DATA EXTRACT:

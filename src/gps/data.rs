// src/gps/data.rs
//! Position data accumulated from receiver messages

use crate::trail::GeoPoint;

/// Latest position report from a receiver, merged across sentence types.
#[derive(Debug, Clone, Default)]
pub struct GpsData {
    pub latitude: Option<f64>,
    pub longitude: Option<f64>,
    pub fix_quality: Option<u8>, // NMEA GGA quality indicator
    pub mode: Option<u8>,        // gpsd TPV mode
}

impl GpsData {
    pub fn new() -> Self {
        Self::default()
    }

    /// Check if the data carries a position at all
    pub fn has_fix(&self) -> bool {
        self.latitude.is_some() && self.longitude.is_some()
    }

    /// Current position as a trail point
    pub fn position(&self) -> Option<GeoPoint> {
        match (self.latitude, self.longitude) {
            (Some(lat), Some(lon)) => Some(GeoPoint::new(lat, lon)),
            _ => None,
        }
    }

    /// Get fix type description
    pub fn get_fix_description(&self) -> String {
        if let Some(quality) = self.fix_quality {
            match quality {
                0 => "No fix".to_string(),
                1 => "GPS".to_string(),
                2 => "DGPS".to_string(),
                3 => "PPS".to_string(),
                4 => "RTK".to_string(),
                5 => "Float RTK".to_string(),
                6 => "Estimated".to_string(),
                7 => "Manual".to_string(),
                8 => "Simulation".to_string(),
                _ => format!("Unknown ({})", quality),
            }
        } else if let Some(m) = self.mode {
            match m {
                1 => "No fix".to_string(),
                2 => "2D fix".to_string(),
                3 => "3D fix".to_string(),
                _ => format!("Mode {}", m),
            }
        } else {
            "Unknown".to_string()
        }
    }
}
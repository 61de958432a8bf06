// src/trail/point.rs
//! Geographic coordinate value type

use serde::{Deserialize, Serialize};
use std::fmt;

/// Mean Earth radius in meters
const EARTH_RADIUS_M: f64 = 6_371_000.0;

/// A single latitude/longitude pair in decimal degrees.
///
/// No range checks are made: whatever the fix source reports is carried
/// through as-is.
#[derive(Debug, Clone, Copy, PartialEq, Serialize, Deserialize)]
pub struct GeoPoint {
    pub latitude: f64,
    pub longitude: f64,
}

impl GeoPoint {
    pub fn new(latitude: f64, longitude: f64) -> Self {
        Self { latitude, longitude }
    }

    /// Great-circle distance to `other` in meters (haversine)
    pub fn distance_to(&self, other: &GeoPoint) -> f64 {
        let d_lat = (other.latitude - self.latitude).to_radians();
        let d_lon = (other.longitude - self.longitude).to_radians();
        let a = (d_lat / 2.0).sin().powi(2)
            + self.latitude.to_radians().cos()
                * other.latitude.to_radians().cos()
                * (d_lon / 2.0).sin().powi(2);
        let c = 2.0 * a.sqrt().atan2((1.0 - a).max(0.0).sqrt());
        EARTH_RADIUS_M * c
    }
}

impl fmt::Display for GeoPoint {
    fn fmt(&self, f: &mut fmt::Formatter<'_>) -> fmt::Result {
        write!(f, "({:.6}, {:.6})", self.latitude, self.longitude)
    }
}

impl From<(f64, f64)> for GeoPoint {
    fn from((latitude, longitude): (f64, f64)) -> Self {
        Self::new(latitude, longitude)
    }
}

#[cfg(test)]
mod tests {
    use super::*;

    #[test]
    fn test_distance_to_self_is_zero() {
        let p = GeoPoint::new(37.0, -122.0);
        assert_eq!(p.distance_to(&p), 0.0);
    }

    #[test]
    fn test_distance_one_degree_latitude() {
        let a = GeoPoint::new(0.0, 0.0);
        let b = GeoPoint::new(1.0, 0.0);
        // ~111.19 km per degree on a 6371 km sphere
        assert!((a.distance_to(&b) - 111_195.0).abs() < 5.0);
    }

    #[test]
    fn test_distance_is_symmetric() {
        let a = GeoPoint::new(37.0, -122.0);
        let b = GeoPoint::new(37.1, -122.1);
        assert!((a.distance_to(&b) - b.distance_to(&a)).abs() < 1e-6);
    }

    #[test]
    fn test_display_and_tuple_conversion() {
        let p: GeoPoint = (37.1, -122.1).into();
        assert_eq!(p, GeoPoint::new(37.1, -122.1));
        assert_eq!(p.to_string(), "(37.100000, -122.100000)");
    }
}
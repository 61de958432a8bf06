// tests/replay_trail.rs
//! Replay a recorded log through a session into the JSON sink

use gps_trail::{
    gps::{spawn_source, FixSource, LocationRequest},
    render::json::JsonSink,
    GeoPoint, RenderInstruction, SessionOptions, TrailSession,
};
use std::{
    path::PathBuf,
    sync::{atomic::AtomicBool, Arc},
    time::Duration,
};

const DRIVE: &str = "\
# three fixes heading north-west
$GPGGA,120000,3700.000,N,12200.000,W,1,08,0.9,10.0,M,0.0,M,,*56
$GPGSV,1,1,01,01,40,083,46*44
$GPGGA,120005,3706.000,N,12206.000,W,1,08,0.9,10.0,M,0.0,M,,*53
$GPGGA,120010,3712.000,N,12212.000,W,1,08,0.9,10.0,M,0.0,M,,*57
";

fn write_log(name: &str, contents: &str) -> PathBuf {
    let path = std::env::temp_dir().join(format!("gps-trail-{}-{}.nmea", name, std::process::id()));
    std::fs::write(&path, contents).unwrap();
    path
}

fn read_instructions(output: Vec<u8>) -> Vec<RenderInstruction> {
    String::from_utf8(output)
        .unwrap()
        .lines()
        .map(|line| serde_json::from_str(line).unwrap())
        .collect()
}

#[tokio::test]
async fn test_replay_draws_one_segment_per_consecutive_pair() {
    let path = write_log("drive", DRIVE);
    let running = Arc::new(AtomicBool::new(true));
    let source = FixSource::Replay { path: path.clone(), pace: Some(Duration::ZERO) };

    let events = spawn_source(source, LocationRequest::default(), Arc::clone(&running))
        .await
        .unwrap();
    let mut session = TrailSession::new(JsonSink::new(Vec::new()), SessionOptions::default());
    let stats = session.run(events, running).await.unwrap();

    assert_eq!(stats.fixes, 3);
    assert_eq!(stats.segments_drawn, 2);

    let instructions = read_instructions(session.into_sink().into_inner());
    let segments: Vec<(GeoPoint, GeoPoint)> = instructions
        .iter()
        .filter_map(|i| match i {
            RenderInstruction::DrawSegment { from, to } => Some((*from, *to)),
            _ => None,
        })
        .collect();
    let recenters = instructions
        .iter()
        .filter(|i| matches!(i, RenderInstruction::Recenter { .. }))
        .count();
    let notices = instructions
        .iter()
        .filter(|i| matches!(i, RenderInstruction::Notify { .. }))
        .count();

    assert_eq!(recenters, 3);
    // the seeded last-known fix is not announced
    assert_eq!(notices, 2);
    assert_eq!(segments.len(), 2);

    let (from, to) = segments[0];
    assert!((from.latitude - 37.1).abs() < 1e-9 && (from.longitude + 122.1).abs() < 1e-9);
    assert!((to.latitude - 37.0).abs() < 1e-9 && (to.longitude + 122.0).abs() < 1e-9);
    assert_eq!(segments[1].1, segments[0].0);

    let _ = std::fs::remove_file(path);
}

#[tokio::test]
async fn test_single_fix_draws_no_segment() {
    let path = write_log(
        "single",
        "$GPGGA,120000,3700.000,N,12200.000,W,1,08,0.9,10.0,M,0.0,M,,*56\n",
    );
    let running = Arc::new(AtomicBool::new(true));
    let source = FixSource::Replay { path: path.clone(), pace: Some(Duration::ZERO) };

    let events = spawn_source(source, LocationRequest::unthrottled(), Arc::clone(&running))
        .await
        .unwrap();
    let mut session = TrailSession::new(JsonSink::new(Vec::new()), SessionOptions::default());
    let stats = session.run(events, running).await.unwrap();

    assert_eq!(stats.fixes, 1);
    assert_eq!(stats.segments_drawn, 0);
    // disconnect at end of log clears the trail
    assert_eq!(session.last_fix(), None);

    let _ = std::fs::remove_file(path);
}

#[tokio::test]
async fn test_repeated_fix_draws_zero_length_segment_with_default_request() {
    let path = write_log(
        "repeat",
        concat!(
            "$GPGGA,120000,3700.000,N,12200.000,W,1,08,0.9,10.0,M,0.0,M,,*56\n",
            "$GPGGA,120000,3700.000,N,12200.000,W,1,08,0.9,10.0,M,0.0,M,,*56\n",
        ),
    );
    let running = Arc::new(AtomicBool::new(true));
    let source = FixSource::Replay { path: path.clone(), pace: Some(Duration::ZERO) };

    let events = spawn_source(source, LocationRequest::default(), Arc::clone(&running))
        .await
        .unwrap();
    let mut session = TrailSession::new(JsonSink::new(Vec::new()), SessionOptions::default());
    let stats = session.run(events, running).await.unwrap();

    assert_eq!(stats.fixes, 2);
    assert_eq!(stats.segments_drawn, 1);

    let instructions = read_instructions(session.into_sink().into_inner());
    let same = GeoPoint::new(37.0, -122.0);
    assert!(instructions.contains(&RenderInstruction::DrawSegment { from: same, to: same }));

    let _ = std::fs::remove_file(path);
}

WHAT THE TASK ASKS: Repeat exactly the lines of the data from the first one through the line with "pub fn new()", both of them included.

EXERCISE RESULT:
filename src/gps/data.rs
// src/gps/data.rs
//! Position data accumulated from receiver messages

use crate::trail::GeoPoint;

/// Latest position report from a receiver, merged across sentence types.
#[derive(Debug, Clone, Default)]
pub struct GpsData {
    pub latitude: Option<f64>,
    pub longitude: Option<f64>,
    pub fix_quality: Option<u8>, // NMEA GGA quality indicator
    pub mode: Option<u8>,        // gpsd TPV mode
}

impl GpsData {
    pub fn new() -> Self {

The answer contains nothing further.